To say that Broforce is lacking in any subtlety is probably an understatement.

Mechanically, Broforce really is loads of fun. Each playable character has his or her own style when committing rampant homicide, and the fact players can’t choose their favorite hero keeps the run unpredictable and thrilling. So while Rambo is adept with shooting at insurgents from afar, he does significantly less damage than Agent J from Men in Black, who metes out incredible damage at the cost of heavy recoil. Plus, the abundance of bombs and flammable canisters means explosions are aplenty, environments are easily destructible, and lives all the more dispensable. Throw in a second, third or a fourth player, and watch the country you’re liberating crumble apart in mere seconds.

A series of explosions across a pixelated tropical world. This is a still from the game BroForce.

But for all that gleeful, anarchistic fascination with destruction, the game does seem to hint at a sardonic message underneath that bombast. Your muscle-bound commander introduces each level with preposterous—yet familiar—excuses for America’s invasion into these lands. In one country, unconfirmed reports of Weapons of Mass Destruction necessitates a preemptive strike. And for another, the natives don’t seem American enough, so the crew is just trying to assimilate them and promoting the ‘Murican way of life—with the help of guns, of course. One level even has locals asking for weapons, and supplying them with some will cause them to haphazardly attack your enemies. However, their obvious lack of bulging biceps, square jaws and massive chests means that this is for naught; they die almost instantaneously. And it’s the American army to the rescue once more!

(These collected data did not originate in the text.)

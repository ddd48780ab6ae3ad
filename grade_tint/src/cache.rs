//! Route data keyed by route identifier, owned by whoever drives the engine.

use std::collections::hash_map::Entry;
use std::collections::HashMap;

use tracing::debug;

use crate::{ElevationSeries, GradeError};

#[derive(Debug, Default)]
pub struct RouteCache {
    routes: HashMap<String, ElevationSeries>,
}

impl RouteCache {
    pub fn new() -> Self {
        Self::default()
    }

    pub fn get(&self, route_id: &str) -> Option<&ElevationSeries> {
        self.routes.get(route_id)
    }

    pub fn require(&self, route_id: &str) -> Result<&ElevationSeries, GradeError> {
        self.get(route_id)
            .ok_or_else(|| GradeError::MissingRoute(route_id.to_string()))
    }

    /// Stores `series`, replacing any previous data for the route wholesale.
    pub fn insert(
        &mut self,
        route_id: impl Into<String>,
        series: ElevationSeries,
    ) -> Option<ElevationSeries> {
        self.routes.insert(route_id.into(), series)
    }

    /// Cached series for `route_id`, running `loader` only on a miss. A
    /// failed load leaves the cache untouched.
    pub fn get_or_try_insert_with<F>(
        &mut self,
        route_id: &str,
        loader: F,
    ) -> Result<&ElevationSeries, GradeError>
    where
        F: FnOnce() -> Result<ElevationSeries, GradeError>,
    {
        match self.routes.entry(route_id.to_string()) {
            Entry::Occupied(entry) => Ok(&*entry.into_mut()),
            Entry::Vacant(entry) => {
                let series = loader()?;
                debug!(
                    route_id,
                    points = series.points.len(),
                    full = series.is_full_resolution(),
                    "route loaded"
                );
                Ok(&*entry.insert(series))
            }
        }
    }

    /// Drops every route except `route_id`.
    pub fn retain_only(&mut self, route_id: &str) {
        self.routes.retain(|id, _| id == route_id);
    }

    pub fn len(&self) -> usize {
        self.routes.len()
    }

    pub fn is_empty(&self) -> bool {
        self.routes.is_empty()
    }
}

It’s clear that Broforce is trying to wear two hats; on one hand, it attempts a wry commentary on the American military-industrial complex, while also pining for the days where games were just “games”, when explosions and shootouts and the pure joy of destroying pixels held no inherent meaning other than being “fun”.  However, these two views are ultimately contradictory. The latter can be seen from how there is no reproach on the collateral damage that the heroes have wrought through their pointless violence. Every level concludes with the heroes jetting off to the next destination in a helicopter (and dangling on a rope ladder, of course), leaving the country blazing in a sea of explosion and flames—all while a gratuitous guitar solo plays. Contrast this to the equally violent but much more thoughtful Hotline Miami, in which the player is forced to survey the consequence of their murder spree in cold, stark silence.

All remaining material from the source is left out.